First my damage: I have bent and cupped valves. They are not tulipped nor have any of mine ever been tulipped. The bending is being caused by piston interference which is absolutely happening from an over rev, The over revs have never exceeded 8K though. All damage has been on the exhaust side and primarily on #2-4 cylinders.
Per head guy, tulipped valves are not caused by them impacting the seat. That is indeed the force that creates the tulip, but is is excessive heating of the valves that conditions the valve metal to be tuiliped when it impacts the seat at normal impact force. He agrees with Jim that it is likely the metal has been changed if this is a recent problem. That said, he states that the valve bouncing on the seat is causing excessive heat. When the valve seats and stays seated by correct seat pressure, then the valve cools. That said, if we increase the seat pressure, do we then exacerbate a tulip issue?

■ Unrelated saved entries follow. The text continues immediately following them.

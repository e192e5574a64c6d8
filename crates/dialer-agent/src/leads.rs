//! Lead sources: a JSON file, or a generated demo pool.

use std::path::Path;

use anyhow::{Context, Result};
use chrono::{DateTime, Duration, Utc};

use dialer::{LeadEntry, LeadStatus};

/// Read a JSON array of leads
pub fn load_leads(path: &Path) -> Result<Vec<LeadEntry>> {
    let content = std::fs::read_to_string(path)
        .with_context(|| format!("Failed to read leads file {}", path.display()))?;
    let leads: Vec<LeadEntry> = serde_json::from_str(&content)
        .with_context(|| format!("Failed to parse leads file {}", path.display()))?;
    Ok(leads)
}

/// Generate `count` leads for a campaign.
///
/// Every fourth lead is Warm and every fifth a not-picked lead on its first
/// retry, last called two days before `now`; the rest are fresh Cold leads.
pub fn demo_leads(campaign_id: &str, count: usize, now: DateTime<Utc>) -> Vec<LeadEntry> {
    (1..=count)
        .map(|i| {
            let id = format!("lead-{i:03}");
            let phone = format!("+1555000{i:04}");
            if i % 5 == 0 {
                LeadEntry::new(id, campaign_id, phone, LeadStatus::NotPick)
                    .with_retry_count(1)
                    .with_last_call_at(now - Duration::days(2))
            } else if i % 4 == 0 {
                LeadEntry::new(id, campaign_id, phone, LeadStatus::Warm)
            } else {
                LeadEntry::new(id, campaign_id, phone, LeadStatus::Cold)
            }
        })
        .collect()
}
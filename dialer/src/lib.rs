//! Outbound campaign dialer core
//!
//! Decides when and in what order to call a campaign's leads, keeps one call
//! in flight per batch, and watches live transcripts for risk.
//!
//! # Modules
//!
//! - [`policy`]: call-window and retry/cooldown policies (pure)
//! - [`queue`]: eligible-lead selection and ordering
//! - [`batch`]: batch state machine, dialing loop and orchestrator
//! - [`monitor`]: live call state and risk rules
//! - [`events`]: typed notification bus
//! - [`store`]: persistence contract and the in-memory store
//! - [`collab`]: calling service and transcript scorer seams

pub mod batch;
pub mod clock;
pub mod collab;
pub mod config;
pub mod error;
pub mod events;
pub mod model;
pub mod monitor;
pub mod policy;
pub mod queue;
pub mod store;

pub use batch::{
    BatchCounters, BatchJob, BatchProgress, BatchState, CampaignOrchestrator, Collaborators,
    PauseReason,
};
pub use clock::{Clock, ManualClock, SharedClock, SystemClock};
pub use collab::{
    CallHandle, CallPlacer, CallResult, Emotion, Objection, PlacementError, ScoreReport,
    SharedCallPlacer, SharedScorer, TranscriptScorer, Urgency,
};
pub use config::{CallWindowConfig, ConfigError, DialerConfig, RetryConfig};
pub use error::{CommandError, CommandResult};
pub use events::{
    DialerEvent, EventBus, EventBusError, EventFilter, FilteredReceiver, SharedEventBus,
};
pub use model::{CallAttempt, CallResultStatus, ClaimState, FollowUpChannel, LeadEntry, LeadStatus};
pub use monitor::{LiveCallMonitor, LiveCallState, RiskLevel, SharedLiveMonitor};
pub use policy::{CallWindow, RetryAction, RetryDecision, RetryPolicy};
pub use queue::{select_eligible_leads, SelectionCriteria};
pub use store::{DialerStore, MemoryStore, SharedStore, StoreError};
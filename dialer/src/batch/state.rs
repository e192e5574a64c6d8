//! Batch job state machine: explicit states and legal transition guards.
//!
//! Every transition is validated against the state graph and appended to the
//! job's transition log, so a persisted job carries its own audit trail.

use chrono::{DateTime, Utc};
use serde::{Deserialize, Serialize};
use std::fmt;

use crate::model::{CampaignId, JobId, LeadId};

/// The set of batch states.
///
/// Every job starts at `Idle` and terminates at `Stopped` or `Completed`.
#[derive(Debug, Clone, Copy, PartialEq, Eq, Hash, Serialize, Deserialize)]
#[serde(rename_all = "snake_case")]
pub enum BatchState {
    /// Created, lead snapshot not taken yet.
    Idle,
    /// Snapshot taken, waiting for its runner.
    Queued,
    /// Dialing.
    Running,
    /// Holding position; resumable.
    Paused,
    /// Stopped by an operator. Terminal.
    Stopped,
    /// Every snapshot lead processed. Terminal.
    Completed,
}

impl BatchState {
    /// Whether this is a terminal state (no further transitions allowed).
    pub fn is_terminal(self) -> bool {
        matches!(self, Self::Stopped | Self::Completed)
    }
}

impl fmt::Display for BatchState {
    fn fmt(&self, f: &mut fmt::Formatter<'_>) -> fmt::Result {
        match self {
            Self::Idle => write!(f, "idle"),
            Self::Queued => write!(f, "queued"),
            Self::Running => write!(f, "running"),
            Self::Paused => write!(f, "paused"),
            Self::Stopped => write!(f, "stopped"),
            Self::Completed => write!(f, "completed"),
        }
    }
}

/// Legal transitions between batch states.
///
/// ```text
/// Idle → Queued
/// Queued → Running | Stopped
/// Running → Paused | Stopped | Completed
/// Paused → Running | Stopped
/// ```
pub fn is_legal_transition(from: BatchState, to: BatchState) -> bool {
    use BatchState::*;

    matches!(
        (from, to),
        (Idle, Queued)
            | (Queued, Running)
            | (Queued, Stopped)
            | (Running, Paused)
            | (Running, Stopped)
            | (Running, Completed)
            | (Paused, Running)
            | (Paused, Stopped)
    )
}

/// Why a job is paused
#[derive(Debug, Clone, PartialEq, Eq, Serialize, Deserialize)]
#[serde(tag = "kind", rename_all = "snake_case")]
pub enum PauseReason {
    /// Operator command
    Operator,
    /// Calling hours closed mid-run
    OutsideWindow,
    /// A lead turned hot and needs a human
    HotLead { lead_id: LeadId },
}

impl fmt::Display for PauseReason {
    fn fmt(&self, f: &mut fmt::Formatter<'_>) -> fmt::Result {
        match self {
            PauseReason::Operator => write!(f, "operator"),
            PauseReason::OutsideWindow => write!(f, "outside window"),
            PauseReason::HotLead { lead_id } => write!(f, "hot lead {}", lead_id),
        }
    }
}

/// A single recorded state transition.
#[derive(Debug, Clone, PartialEq, Serialize, Deserialize)]
pub struct TransitionRecord {
    pub from: BatchState,
    pub to: BatchState,
    pub at: DateTime<Utc>,
    #[serde(default, skip_serializing_if = "Option::is_none")]
    pub reason: Option<String>,
}

/// Error returned when an illegal transition is attempted.
#[derive(Debug, Clone, PartialEq, Eq)]
pub struct IllegalTransition {
    pub from: BatchState,
    pub to: BatchState,
}

impl fmt::Display for IllegalTransition {
    fn fmt(&self, f: &mut fmt::Formatter<'_>) -> fmt::Result {
        write!(f, "Illegal batch transition: {} → {}", self.from, self.to)
    }
}

impl std::error::Error for IllegalTransition {}

/// Per-job lead counters
#[derive(Debug, Clone, Copy, Default, PartialEq, Eq, Serialize, Deserialize)]
pub struct BatchCounters {
    pub pending: usize,
    pub in_progress: usize,
    pub completed: usize,
    pub failed: usize,
    #[serde(default)]
    pub skipped: usize,
}

impl BatchCounters {
    pub fn claimed(&mut self) {
        self.pending = self.pending.saturating_sub(1);
        self.in_progress += 1;
    }

    pub fn finished(&mut self, succeeded: bool) {
        self.in_progress = self.in_progress.saturating_sub(1);
        if succeeded {
            self.completed += 1;
        } else {
            self.failed += 1;
        }
    }

    /// A claimed lead was released without a call
    pub fn skipped(&mut self) {
        self.in_progress = self.in_progress.saturating_sub(1);
        self.skipped += 1;
    }

    pub fn processed(&self) -> usize {
        self.completed + self.failed + self.skipped
    }
}

/// Point-in-time view of a job, for progress queries and events
#[derive(Debug, Clone, PartialEq, Serialize, Deserialize)]
pub struct BatchProgress {
    pub job_id: JobId,
    pub campaign_id: CampaignId,
    pub state: BatchState,
    pub cursor: usize,
    pub total: usize,
    pub counters: BatchCounters,
    pub pause_reason: Option<PauseReason>,
}

/// One dialing run over a campaign's lead snapshot
#[derive(Debug, Clone, PartialEq, Serialize, Deserialize)]
pub struct BatchJob {
    pub id: JobId,
    pub campaign_id: CampaignId,
    pub state: BatchState,
    /// Snapshot taken at start; never changes afterwards
    pub ordered_lead_ids: Vec<LeadId>,
    /// Index of the next lead to dial. Only moves forward.
    pub cursor: usize,
    pub cooldown_hours: i64,
    pub max_retries: u32,
    pub counters: BatchCounters,
    pub created_at: DateTime<Utc>,
    pub started_at: Option<DateTime<Utc>>,
    pub paused_at: Option<DateTime<Utc>>,
    pub stopped_at: Option<DateTime<Utc>>,
    pub completed_at: Option<DateTime<Utc>>,
    pub pause_reason: Option<PauseReason>,
    pub stopped_by: Option<String>,
    #[serde(default)]
    pub transitions: Vec<TransitionRecord>,
}

impl BatchJob {
    pub fn new(
        campaign_id: impl Into<CampaignId>,
        ordered_lead_ids: Vec<LeadId>,
        cooldown_hours: i64,
        max_retries: u32,
        now: DateTime<Utc>,
    ) -> Self {
        let counters = BatchCounters {
            pending: ordered_lead_ids.len(),
            ..Default::default()
        };
        Self {
            id: uuid::Uuid::new_v4().to_string(),
            campaign_id: campaign_id.into(),
            state: BatchState::Idle,
            ordered_lead_ids,
            cursor: 0,
            cooldown_hours,
            max_retries,
            counters,
            created_at: now,
            started_at: None,
            paused_at: None,
            stopped_at: None,
            completed_at: None,
            pause_reason: None,
            stopped_by: None,
            transitions: Vec::new(),
        }
    }

    pub fn total(&self) -> usize {
        self.ordered_lead_ids.len()
    }

    pub fn is_terminal(&self) -> bool {
        self.state.is_terminal()
    }

    /// Attempt to move to `to`, recording the transition.
    pub fn advance(
        &mut self,
        to: BatchState,
        reason: Option<&str>,
        now: DateTime<Utc>,
    ) -> Result<(), IllegalTransition> {
        if !is_legal_transition(self.state, to) {
            return Err(IllegalTransition {
                from: self.state,
                to,
            });
        }

        tracing::debug!(
            job_id = %self.id,
            from = %self.state,
            to = %to,
            "Batch state transition"
        );

        self.transitions.push(TransitionRecord {
            from: self.state,
            to,
            at: now,
            reason: reason.map(String::from),
        });
        self.state = to;

        match to {
            BatchState::Running => {
                self.started_at.get_or_insert(now);
                self.paused_at = None;
                self.pause_reason = None;
            }
            BatchState::Paused => self.paused_at = Some(now),
            BatchState::Stopped => self.stopped_at = Some(now),
            BatchState::Completed => self.completed_at = Some(now),
            BatchState::Idle | BatchState::Queued => {}
        }
        Ok(())
    }

    pub fn pause(
        &mut self,
        reason: PauseReason,
        now: DateTime<Utc>,
    ) -> Result<(), IllegalTransition> {
        let label = reason.to_string();
        self.advance(BatchState::Paused, Some(&label), now)?;
        self.pause_reason = Some(reason);
        Ok(())
    }

    /// Hand the job to a human for a hot lead.
    ///
    /// A Running job pauses. A job paused only because calling hours closed
    /// keeps its state but takes the hot-lead reason, so reopening the window
    /// no longer resumes it. Returns `false` when the job is not dialing and
    /// not waiting on the window (already held by a human, queued or terminal).
    pub fn hold_for_human(&mut self, reason: PauseReason, now: DateTime<Utc>) -> bool {
        if self.state == BatchState::Running {
            return self.pause(reason, now).is_ok();
        }
        if self.state == BatchState::Paused
            && self.pause_reason == Some(PauseReason::OutsideWindow)
        {
            tracing::debug!(job_id = %self.id, %reason, "Window pause taken over by a human");
            self.pause_reason = Some(reason);
            self.paused_at = Some(now);
            return true;
        }
        false
    }

    pub fn stop(&mut self, actor_id: &str, now: DateTime<Utc>) -> Result<(), IllegalTransition> {
        self.advance(BatchState::Stopped, Some(actor_id), now)?;
        self.stopped_by = Some(actor_id.to_string());
        Ok(())
    }

    pub fn progress(&self) -> BatchProgress {
        BatchProgress {
            job_id: self.id.clone(),
            campaign_id: self.campaign_id.clone(),
            state: self.state,
            cursor: self.cursor,
            total: self.total(),
            counters: self.counters,
            pause_reason: self.pause_reason.clone(),
        }
    }
}
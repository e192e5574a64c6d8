//! Lead Queue Selector
//!
//! Builds the ordered snapshot of leads a batch will dial. The snapshot is
//! taken once at batch start; leads added afterwards wait for the next run.

use chrono::{DateTime, Utc};
use serde::{Deserialize, Serialize};
use std::cmp::Ordering;
use tracing::debug;

use crate::model::{LeadEntry, LeadId, LeadStatus};
use crate::policy::in_cooldown;

/// Filter parameters for one batch
#[derive(Debug, Clone, Copy, PartialEq, Eq, Serialize, Deserialize)]
pub struct SelectionCriteria {
    pub cooldown_hours: i64,
    pub max_retries: u32,
}

/// Why a lead was left out of the snapshot
#[derive(Debug, Clone, Copy, PartialEq, Eq)]
pub enum Exclusion {
    /// Hot leads belong to humans
    Hot,
    /// Missed too many times already
    RetriesExhausted,
    /// Called too recently
    Cooldown,
    /// Retry ladder moved the lead off automatic dialing
    AutoDialDisabled,
    /// Scheduled retry time not reached yet
    RetryNotDue,
}

/// Check one lead against the criteria
pub fn exclusion(
    lead: &LeadEntry,
    criteria: &SelectionCriteria,
    now: DateTime<Utc>,
) -> Option<Exclusion> {
    if lead.status == LeadStatus::Hot {
        return Some(Exclusion::Hot);
    }
    if lead.status == LeadStatus::NotPick && lead.retry.retry_count >= criteria.max_retries {
        return Some(Exclusion::RetriesExhausted);
    }
    if !lead.auto_dial {
        return Some(Exclusion::AutoDialDisabled);
    }
    if in_cooldown(lead, criteria.cooldown_hours, now) {
        return Some(Exclusion::Cooldown);
    }
    if lead.retry.next_attempt_at.is_some_and(|at| at > now) {
        return Some(Exclusion::RetryNotDue);
    }
    None
}

/// Select and order the leads eligible for a batch.
///
/// Order: not-picked first, then cold, then warm; within a status the lead
/// waiting longest (oldest or no `last_call_at`) goes first; ties break on id.
pub fn select_eligible_leads(
    leads: &[LeadEntry],
    criteria: &SelectionCriteria,
    now: DateTime<Utc>,
) -> Vec<LeadId> {
    let mut eligible: Vec<&LeadEntry> = leads
        .iter()
        .filter(|lead| match exclusion(lead, criteria, now) {
            Some(reason) => {
                debug!(lead_id = %lead.id, ?reason, "Lead excluded from batch");
                false
            }
            None => true,
        })
        .collect();

    eligible.sort_by(|a, b| compare_for_dialing(a, b));
    eligible.into_iter().map(|lead| lead.id.clone()).collect()
}

fn compare_for_dialing(a: &LeadEntry, b: &LeadEntry) -> Ordering {
    a.status
        .dial_priority()
        .cmp(&b.status.dial_priority())
        // None (never called) sorts before any timestamp
        .then_with(|| a.last_call_at.cmp(&b.last_call_at))
        .then_with(|| a.id.cmp(&b.id))
}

The bending of my valves is happening in the over rev and banging into the valve relief of the piston. Yes it is an over rev, but not a high over rev. If it is floating at 8K rpm enough to interfere with the piston, then the valve is still floating over the nose of the cam at 6.5 to 7K as well. Just not enough to interfere. So the question becomes how much spring pressure and rate do you need to control the valve at our RPMS? He states that 35 seat and 75 over the nose is not enough and that we could add 20 to 30 lbs without having to worry about parasitic power loss. Besides shimming he stated we could lighten the retainers and get a little improvement with our current springs. Probably not enough to keep from bouncing and floating though. The cupping I am seeing is also caused by too low of seat pressure. So in his opinion, every failure type I have seen plus the tulip you guys have seen would be improved if we had heavy springs.
Maybe the answer is to just not over rev the engine. But that only solves the valves being bent. It does not fix the cupping and potentially the tulip. If what he is saying about heat is true, then over rev or not, our engines are running hotter than need be and we can get more life and reliability out of the motors by allowing us to shim or to run different springs.
IMO, taking a run at the other spec body will not work unless SMAC approves for SCCA. The reason, and I would agree with the reason, is that it is one thing to ask competitors to run 2 different sets of tires, it is something else to ask them to have two different head configs. Two different head configs would be cheaper for me to deal with if I ran both orgs than having to deal with two different tires. But for the average guy, this would be more expensive than two different tires.
So in spirit of spec class racing we do not want to create additional costs for competitors. But I think we can all agree that you are not competing if you don't have a built head. So if you are building a head, what is the additional cost of allowing us to run shims? $10 maybe? What does a new valve cost? What does it cost to have a valve job done for cupped valves? What does it cost for unnecessary over rev damage?
Anyway, I have met my obligation to my head guy to pose the issue to you guys to consider.